● WHAT YOU WILL DO
Each of the records that follow needs an exact reproduction.
*** Opening of EXERCISE MATERIALS ***
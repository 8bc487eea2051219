use serde::Serialize;

#[derive(Serialize, Debug)]
pub struct Health {
    pub status: &'static str,
}

/// Error body shared by both services: `{"error": "..."}` plus an optional detail.
#[derive(Serialize, Debug, Clone, PartialEq)]
pub struct ErrorBody {
    pub error: String,
    #[serde(skip_serializing_if = "Option::is_none")]
    pub detail: Option<String>,
}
*** Close of EXERCISE MATERIALS ***
● ANSWER SPACE
repository 8bc487eea2051219
use serde::Serialize;

#[derive(Serialize, Debug)]
pub struct Health {
    pub status: &'static str,
}

/// Error body shared by both services: `{"error": "..."}` plus an optional detail.
#[derive(Serialize, Debug, Clone, PartialEq)]
pub struct ErrorBody {
    pub error: String,
    #[serde(skip_serializing_if = "Option::is_none")]
    pub detail: Option<String>,
}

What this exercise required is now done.